The human heart is a poorly regenerative organ and cardiac tumors are extremely rare. The zebrafish heart can restore its damaged myocardium through cardiomyocyte proliferation. Whether this endogenous capacity causes a susceptibility to neoplasia remains unknown. Here, we established a strategy to conditionally express the HRASG12V oncogene in zebrafish cardiomyocytes. The induction of this transgene in larvae or adult animals resulted in heart overgrowth with abnormal histology. The malformed ventricle displayed similar characteristics to the regenerative myocardium, such as enhanced cell-cycle entry, incomplete differentiation, reactivation of cardiac embryonic programs, expression of regeneration genes, oxidative metabolism changes, intramyocardial matrix remodeling and leucocyte recruitment.

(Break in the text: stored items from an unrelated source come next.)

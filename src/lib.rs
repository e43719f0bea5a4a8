//! # Cobalt S3 copy
//!
//! Copy a single object between two S3 locations, in the same region or
//! across regions.
//!
//! Small objects are copied with one `CopyObject` request. Objects at least
//! as large as the configured part size are copied with a multipart upload,
//! its parts copied concurrently by a bounded pool of workers. The source can
//! be deleted once the copy has succeeded, which turns the copy into a move.
//!
//! See [s3::Copier] for the entry point, and the `s3cp` binary for a command
//! line front end.

// Public modules

pub mod config;
pub mod s3;
pub mod types;
// Internal shared modules
mod localstack;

We found that oncogene-mediated cardiac tumorigenesis and cryoinjury-induced regeneration involve TOR signaling, as visualized by phosphorylation of its target ribosomal protein S6. The inhibition of TOR by rapamycin impaired regeneration and rescued from neoplasia. These findings demonstrate the existence of common mechanisms underlying the proliferative plasticity of zebrafish cardiomyocytes during advantageous organ restoration and detrimental tumorigenesis.